*** Source records ***
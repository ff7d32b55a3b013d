//! # Index Store
//!
//! This crate owns the records of the loupe semantic search index: one
//! mean-pooled vector per file, the per-chunk vectors beneath it, and the
//! metadata document that describes every indexed file. It also implements
//! persistence of the whole index as a pair of companion JSON artifacts.
//!
//! ## Architecture
//!
//! ```text
//! ┌─────────────────────────────────────────────────────────────────┐
//! │                       Index Store                               │
//! ├─────────────────────────────────────────────────────────────────┤
//! │  FileRecord ──┐                                                 │
//! │  ChunkRecord ─┼──► IndexStore ──► save/load                     │
//! │  FileMeta ────┘        │                                        │
//! │                        ▼                                        │
//! │        <prefix>_vectors.json + <prefix>_metadata.json           │
//! └─────────────────────────────────────────────────────────────────┘
//! ```
//!
//! The two persisted artifacts must be loaded together; a missing or
//! mismatched companion surfaces as [`IndexError::CorruptIndex`].

pub mod error;
pub mod persist;
pub mod record;
pub mod store;

pub use error::{IndexError, Result};
pub use record::{ChunkRecord, FileMeta, FileRecord, chunk_key};
pub use store::IndexStore;
//! # Retrieval Engine
//!
//! This crate is the heart of loupe: semantic file and content search over
//! a project tree. It combines:
//!
//! - **Chunking**: word-bounded splitting of file content
//! - **Indexing**: tree walking, per-chunk embedding, mean-pooled file
//!   vectors, incremental single-path updates
//! - **Search**: file-level, chunk-level, and hierarchical strategies
//! - **Q&A**: context assembly over retrieved files for a completion
//!   backend
//!
//! ## Architecture
//!
//! ```text
//! ┌─────────────────────────────────────────────────────────────────┐
//! │                       Search Engine                             │
//! ├─────────────────────────────────────────────────────────────────┤
//! │                                                                 │
//! │  ┌──────────────┐  ┌──────────────┐  ┌──────────────┐           │
//! │  │  Embeddings  │  │ Index Store  │  │  Directory   │           │
//! │  │   Provider   │  │              │  │   Watcher    │           │
//! │  └──────────────┘  └──────────────┘  └──────────────┘           │
//! │         │                │                  │                   │
//! │         └────────────────┼──────────────────┘                   │
//! │                          ▼                                      │
//! │                  ┌──────────────┐                               │
//! │                  │ SearchEngine │                               │
//! │                  └──────────────┘                               │
//! │                          │                                      │
//! │                          ▼                                      │
//! │            search_files / search_chunks /                       │
//! │                 search_hierarchical                             │
//! └─────────────────────────────────────────────────────────────────┘
//! ```
//!
//! ## Usage
//!
//! ```rust,ignore
//! use std::sync::Arc;
//! use loupe_embeddings::HttpProvider;
//! use loupe_retrieval::{RetrievalConfig, SearchEngine};
//!
//! let provider = Arc::new(HttpProvider::local("bge-small", 384));
//! let engine = Arc::new(SearchEngine::new(
//!     RetrievalConfig::new("./my-project"),
//!     provider,
//! ));
//!
//! engine.load_or_build(std::path::Path::new("project_index")).await?;
//! let hits = engine.search_files("gateway architecture", 5).await?;
//!
//! let mut watcher = engine.watcher()?;
//! watcher.start(engine.clone()).await?;
//! ```

pub mod chunker;
pub mod config;
pub mod engine;
pub mod error;
pub mod indexer;
pub mod qa;
pub mod search;

pub use chunker::chunk_words;
pub use config::RetrievalConfig;
pub use engine::{EngineStats, IndexSource, SearchEngine};
pub use error::{Result, RetrievalError};
pub use indexer::{IndexSummary, Indexer};
pub use qa::{Answer, Assistant, ChatHttpClient, CompletionClient};
pub use search::{ChunkHit, FileHit};

// Re-export from dependencies for convenience
pub use loupe_directory_watcher::{FileFilter, ProjectWatcher, Reindexer};
pub use loupe_embeddings::{EmbeddingProvider, HashProvider, HttpProvider};
pub use loupe_index::{ChunkRecord, FileMeta, FileRecord, IndexStore};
***
• Task to complete: Tally the lines of the records that contain "content", then write only the total.

• Written response: 2